According to sources familiar with the negotiations, the United States is advocating for a joint release of between 300 million and 400 million barrels from strategic reserves—roughly a quarter to one-third of the approximately 1.2 billion barrels collectively held by G7 nations. The proposal would represent one of the largest coordinated energy interventions in modern history.

The urgency reflects the scale of the supply disruption. Analysts at energy consultancy Rapidan describe the current situation as the biggest oil shock ever recorded, largely because the closure of Hormuz effectively isolates major producers in the Persian Gulf from global markets. Even countries with spare production capacity—such as Saudi Arabia and the United Arab Emirates—cannot deliver additional supply if shipping routes remain blocked.

The United States’ own emergency stockpile, the U.S. Strategic Petroleum Reserve, currently holds about 415 million barrels—roughly 58% of its authorized capacity. While significant, analysts warn that American reserves alone cannot offset the scale of oil trapped in the Persian Gulf if tanker traffic remains halted.

That reality is placing pressure on the broader International Energy Agency network, whose member states collectively maintain strategic reserves designed for precisely such crises. A coordinated release across IEA countries is increasingly viewed as the only viable mechanism to inject immediate supply into global markets.

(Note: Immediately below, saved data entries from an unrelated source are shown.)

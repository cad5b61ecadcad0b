use serde::{Deserialize, Serialize};
use std::collections::HashMap;
use std::net::IpAddr;
use std::path::Path;
use crate::{Result, TrackerError};

#[derive(Debug, Clone, Default, Serialize, Deserialize)]
#[serde(default)]
pub struct Config {
    pub capture: CaptureConfig,
    pub geolocation: GeolocationConfig,
    pub public_ip: PublicIpConfig,
    pub output: OutputConfig,
    pub logging: LoggingConfig,
    /// Private address literal -> public address literal used in its place for lookups.
    pub private_overrides: HashMap<String, String>,
}

#[derive(Debug, Clone, Serialize, Deserialize)]
#[serde(default)]
pub struct CaptureConfig {
    pub pcap_path: String,
}

#[derive(Debug, Clone, Serialize, Deserialize)]
#[serde(default)]
pub struct GeolocationConfig {
    pub database_path: String,
}

#[derive(Debug, Clone, Serialize, Deserialize)]
#[serde(default)]
pub struct PublicIpConfig {
    pub endpoint: String,
}

#[derive(Debug, Clone, Serialize, Deserialize)]
#[serde(default)]
pub struct OutputConfig {
    pub kml_path: String,
    pub map_path: String,
    pub report_path: String,
    pub map_zoom: u8,
}

#[derive(Debug, Clone, Serialize, Deserialize)]
#[serde(default)]
pub struct LoggingConfig {
    pub level: String,
}

impl Default for CaptureConfig {
    fn default() -> Self {
        Self {
            pcap_path: "example-packet-capture/sample_traffic.pcap".to_string(),
        }
    }
}

impl Default for GeolocationConfig {
    fn default() -> Self {
        Self {
            database_path: "geolocation-database/GeoLite2-City/GeoLite2-City.mmdb".to_string(),
        }
    }
}

impl Default for PublicIpConfig {
    fn default() -> Self {
        Self {
            endpoint: "https://ipinfo.io/json".to_string(),
        }
    }
}

impl Default for OutputConfig {
    fn default() -> Self {
        Self {
            kml_path: "out/map.kml".to_string(),
            map_path: "out/map.html".to_string(),
            report_path: "out/packets.json".to_string(),
            map_zoom: 3,
        }
    }
}

impl Default for LoggingConfig {
    fn default() -> Self {
        Self {
            level: "info".to_string(),
        }
    }
}

impl Config {
    pub fn from_file<P: AsRef<Path>>(path: P) -> Result<Self> {
        let content = std::fs::read_to_string(path)?;
        let config: Config = serde_json::from_str(&content)?;
        Ok(config)
    }

    pub fn to_file<P: AsRef<Path>>(&self, path: P) -> Result<()> {
        let content = serde_json::to_string_pretty(self)?;
        std::fs::write(path, content)?;
        Ok(())
    }

    /// Parses `private_overrides` into address pairs.
    pub fn overrides(&self) -> Result<Vec<(IpAddr, IpAddr)>> {
        self.private_overrides
            .iter()
            .map(|(private, public)| {
                let private: IpAddr = private.trim().parse()
                    .map_err(|_| TrackerError::Parse(format!("Invalid IP: {}", private)))?;
                let public: IpAddr = public.trim().parse()
                    .map_err(|_| TrackerError::Parse(format!("Invalid IP: {}", public)))?;
                Ok((private, public))
            })
            .collect()
    }
}

#[cfg(test)]
mod tests {
    use super::*;
    use tempfile::NamedTempFile;

    #[test]
    fn test_default_config() {
        let config = Config::default();
        assert_eq!(config.public_ip.endpoint, "https://ipinfo.io/json");
        assert_eq!(config.output.kml_path, "out/map.kml");
        assert_eq!(config.output.map_zoom, 3);
        assert_eq!(config.logging.level, "info");
        assert!(config.private_overrides.is_empty());
    }

    #[test]
    fn test_config_round_trip_through_file() {
        let mut config = Config::default();
        config.capture.pcap_path = "captures/home.pcap".to_string();
        config.private_overrides.insert("10.0.0.5".to_string(), "93.184.216.34".to_string());

        let temp_file = NamedTempFile::new().unwrap();
        config.to_file(temp_file.path()).unwrap();

        let loaded = Config::from_file(temp_file.path()).unwrap();
        assert_eq!(loaded.capture.pcap_path, "captures/home.pcap");
        assert_eq!(loaded.private_overrides.get("10.0.0.5").map(String::as_str), Some("93.184.216.34"));
    }

    #[test]
    fn test_partial_config_uses_defaults() {
        let config: Config = serde_json::from_str(r#"{"output": {"map_zoom": 5}}"#).unwrap();
        assert_eq!(config.output.map_zoom, 5);
        assert_eq!(config.output.kml_path, "out/map.kml");
        assert_eq!(config.geolocation.database_path, GeolocationConfig::default().database_path);
    }

    #[test]
    fn test_override_parsing() {
        let mut config = Config::default();
        config.private_overrides.insert("192.168.1.20".to_string(), "8.8.4.4".to_string());
        let overrides = config.overrides().unwrap();
        assert_eq!(overrides, vec![("192.168.1.20".parse().unwrap(), "8.8.4.4".parse().unwrap())]);

        config.private_overrides.insert("not-an-ip".to_string(), "8.8.4.4".to_string());
        assert!(matches!(config.overrides(), Err(TrackerError::Parse(_))));
    }
}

For financial markets and policymakers, the stakes extend far beyond energy prices. A sustained oil shock above $100 could reignite inflation worldwide, disrupt global trade flows, and complicate central bank policy just as many economies were beginning to stabilize.

The emergency G7 meeting therefore represents more than a technical policy response—it is a test of whether coordinated international action can stabilize markets before an energy crisis cascades into a broader global economic shock.